I felt so alone during my infertility but difficulties in conceiving turned out to be quite common. It just wasn’t talked about, at least not in our modern world. Fortunately, in the past decade, more women have been sharing their experiences. Listening to and reading such accounts has made me realise that many of the assumptions I held about health and social care in modern Britain were wrong, too. I believed that everyone had more or less equal access to free and safe care for infertility, in pregnancy, and during childbirth, and that babies had similar chances of being born alive and then being cared for. In comparing the past with the situation today and hearing accounts from other people, my complacent beliefs unravelled. Shocked, I stared at my privilege as a middle-class white woman. The awful irony is that just as women are starting to share their experiences, official statistics show an increase in the number of women suffering tragedies like mine but more likely to be women of colour from the lowest socio-economic backgrounds. In 1994, the term Reproductive Justice was coined by Sister Song, a group of African American women, to describe the right for all women to have combined access to reproductive rights and social justice and the racism that women of colour and indigenous women face in trying to access safe health care. This concerns who has access to reproductive technologies in fertility clinics, as well as to maternal care and support in looking after children. The history of maternal and infant welfare in this country needs to be considered through the lens of Reproductive Justice.
But this book remains my own personal story. Alison Light has said that memoirs ‘seem closer to memories, plural, unreliable and random – and alas interminable!’***** The author of a memoir hopes to avoid this by editing those memories, deciding what to share and how to frame it. There are certain aspects of my story I do not write about here, mainly related to the adoption of our son which is his story to tell if he chooses. I do not use my living children’s real names and I refer to my husband, who shared these experiences, as S. My focus is what I went through to become a parent, not our experience as a family since. I have also largely left out reference to the many, many people who helped us during the difficult times described here - for whom we will always be so grateful. This is my account of what happened to me, how I felt, and how I used things and their histories in the struggle through my loss.
You can read the Synopsis of My Baby Box here.
* Edward Burne-Jones. Pre-Raphaelite Visionary, Tate Britain, 24 October 2018 - 24 February 2019.
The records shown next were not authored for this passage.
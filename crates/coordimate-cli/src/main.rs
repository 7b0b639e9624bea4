use std::io::Read;

use anyhow::{Context, Result};
use chrono::{DateTime, Utc};
use clap::{Parser, Subcommand};
use coordimate_engine::{
    add_member, collect_candidates, compute_group_schedule, find_match, GroupRoster,
    IntervalRecord, MatchOptions, Participant, RandomCoffeeRecord, RandomSource, Schedule,
    SeededRandom, ThreadRandom,
};
use serde::Deserialize;
use tracing_subscriber::{layer::SubscriberExt, util::SubscriberInitExt};

#[derive(Parser)]
#[command(
    name = "coordimate",
    version,
    about = "Compute group schedules and random-coffee matches",
    long_about = None
)]
struct Cli {
    #[command(subcommand)]
    command: Commands,

    /// Enable verbose logging
    #[arg(short, long, global = true)]
    verbose: bool,

    /// Log format (text, json)
    #[arg(long, global = true, default_value = "text")]
    log_format: String,
}

#[derive(Subcommand)]
enum Commands {
    /// Merge member schedules into a group schedule
    GroupSchedule {
        /// JSON file with an array of member schedules ("-" for stdin)
        #[arg(short, long)]
        input: String,

        /// JSON file with one more member, merged incrementally
        #[arg(long)]
        add: Option<String>,

        /// Print the group's free time instead of its schedule
        #[arg(long, default_value = "false")]
        free: bool,
    },

    /// Try to match a user with a group-mate
    Match {
        /// JSON file with the seed user id, group rosters and options ("-" for stdin)
        #[arg(short, long)]
        input: String,

        /// Current instant (RFC 3339); defaults to the system clock
        #[arg(long)]
        now: Option<String>,

        /// Seed for a reproducible random pick
        #[arg(long)]
        seed: Option<u64>,
    },
}

/// A roster member as stored: an id plus random-coffee preferences.
#[derive(Deserialize)]
struct MemberInput {
    user_id: String,
    #[serde(default)]
    random_coffee: RandomCoffeeRecord,
}

#[derive(Deserialize)]
struct GroupInput {
    group_id: String,
    members: Vec<MemberInput>,
}

#[derive(Deserialize)]
struct MatchInput {
    seed: String,
    groups: Vec<GroupInput>,
    #[serde(default)]
    options: MatchOptions,
}

fn main() -> Result<()> {
    let cli = Cli::parse();

    setup_tracing(&cli.log_format, cli.verbose)?;

    match cli.command {
        Commands::GroupSchedule { input, add, free } => group_schedule(&input, add.as_deref(), free),
        Commands::Match { input, now, seed } => run_match(&input, now.as_deref(), seed),
    }
}

fn setup_tracing(format: &str, verbose: bool) -> Result<()> {
    let env_filter = if verbose {
        tracing_subscriber::EnvFilter::new("coordimate=debug,coordimate_engine=debug,info")
    } else {
        tracing_subscriber::EnvFilter::new("warn")
    };
    let fmt = tracing_subscriber::fmt::layer().with_writer(std::io::stderr);

    match format {
        "json" => tracing_subscriber::registry()
            .with(env_filter)
            .with(fmt.json())
            .try_init(),
        _ => tracing_subscriber::registry()
            .with(env_filter)
            .with(fmt)
            .try_init(),
    }
    .context("failed to initialise logging")
}

fn read_input(path: &str) -> Result<String> {
    if path == "-" {
        let mut buf = String::new();
        std::io::stdin()
            .read_to_string(&mut buf)
            .context("failed to read stdin")?;
        Ok(buf)
    } else {
        std::fs::read_to_string(path).with_context(|| format!("failed to read {path}"))
    }
}

fn read_schedule(path: &str) -> Result<Schedule> {
    let records: Vec<IntervalRecord> = serde_json::from_str(&read_input(path)?)
        .with_context(|| format!("{path} is not an array of intervals"))?;
    Ok(Schedule::from_records(&records))
}

fn group_schedule(input: &str, add: Option<&str>, free: bool) -> Result<()> {
    let members: Vec<Vec<IntervalRecord>> = serde_json::from_str(&read_input(input)?)
        .with_context(|| format!("{input} is not an array of member schedules"))?;
    let members: Vec<Schedule> = members.iter().map(|m| Schedule::from_records(m)).collect();

    let mut group = compute_group_schedule(&members)?;
    tracing::info!(members = members.len(), slots = group.len(), "computed group schedule");

    if let Some(path) = add {
        group = add_member(&group, &read_schedule(path)?)?;
        tracing::info!(slots = group.len(), "added member");
    }

    let output = if free {
        serde_json::to_string_pretty(&group.free())?
    } else {
        serde_json::to_string_pretty(&group.to_records())?
    };
    println!("{output}");
    Ok(())
}

fn run_match(input: &str, now: Option<&str>, seed: Option<u64>) -> Result<()> {
    let request: MatchInput = serde_json::from_str(&read_input(input)?)
        .with_context(|| format!("{input} is not a match request"))?;
    let now = match now {
        Some(s) => DateTime::parse_from_rfc3339(s)
            .with_context(|| format!("invalid --now '{s}'"))?
            .with_timezone(&Utc),
        None => Utc::now(),
    };

    let MatchInput {
        seed: seed_id,
        groups,
        options,
    } = request;
    options.validate()?;

    // A bad record only fails the run when it belongs to the seed; any other
    // member is left out of matching.
    let groups: Vec<GroupRoster> = groups
        .into_iter()
        .map(|group| {
            let members = group
                .members
                .into_iter()
                .filter_map(|member| match member.random_coffee.to_window() {
                    Ok(window) => Some(Ok(Participant {
                        user_id: member.user_id,
                        window,
                    })),
                    Err(err) if member.user_id == seed_id => {
                        Some(Err(anyhow::Error::new(err).context(format!("user {}", member.user_id))))
                    }
                    Err(err) => {
                        tracing::warn!(
                            user = %member.user_id,
                            group = %group.group_id,
                            error = %err,
                            "skipping member with invalid random-coffee record"
                        );
                        None
                    }
                })
                .collect::<Result<Vec<_>>>()?;
            Ok(GroupRoster {
                group_id: group.group_id,
                members,
            })
        })
        .collect::<Result<_>>()?;

    let seed_user = groups
        .iter()
        .flat_map(|group| &group.members)
        .find(|member| member.user_id == seed_id)
        .cloned()
        .with_context(|| format!("seed user {seed_id} is not in any group"))?;
    let candidates = collect_candidates(&seed_user.user_id, &groups);

    let mut rng: Box<dyn RandomSource> = match seed {
        Some(seed) => Box::new(SeededRandom::new(seed)),
        None => Box::new(ThreadRandom::new()),
    };
    let found = find_match(&seed_user, &candidates, now, &options, &mut *rng);
    if found.is_none() {
        tracing::info!(seed = %seed_user.user_id, "no match");
    }

    println!("{}", serde_json::to_string_pretty(&found)?);
    Ok(())
}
Pre-Raphaelite Sisters, National Portrait Gallery, 17 October 2019 - 24 January 2020.
** Judith Flanders (2002), A Circle of Sisters. Alice Kipling, Georgiana Burne-Jones, Agnes Poynter and Louisa Baldwin, London: Penguin.
*** Fiona MacCarthy (2011), The Last Pre-Raphaelite. Edward Burne-Jones and the Victorian Imagination, London: Faber & Faber, 172.
**** Sheila Rowbotham (2000), Promise of a Dream. Remembering the 60s, London: Penguin, xv.
***** Alison Light (2017), ‘Between Private and Public: Writing a Memoir of Raphael and Myself’, History Workshop Journal, 83, 11-26, 22.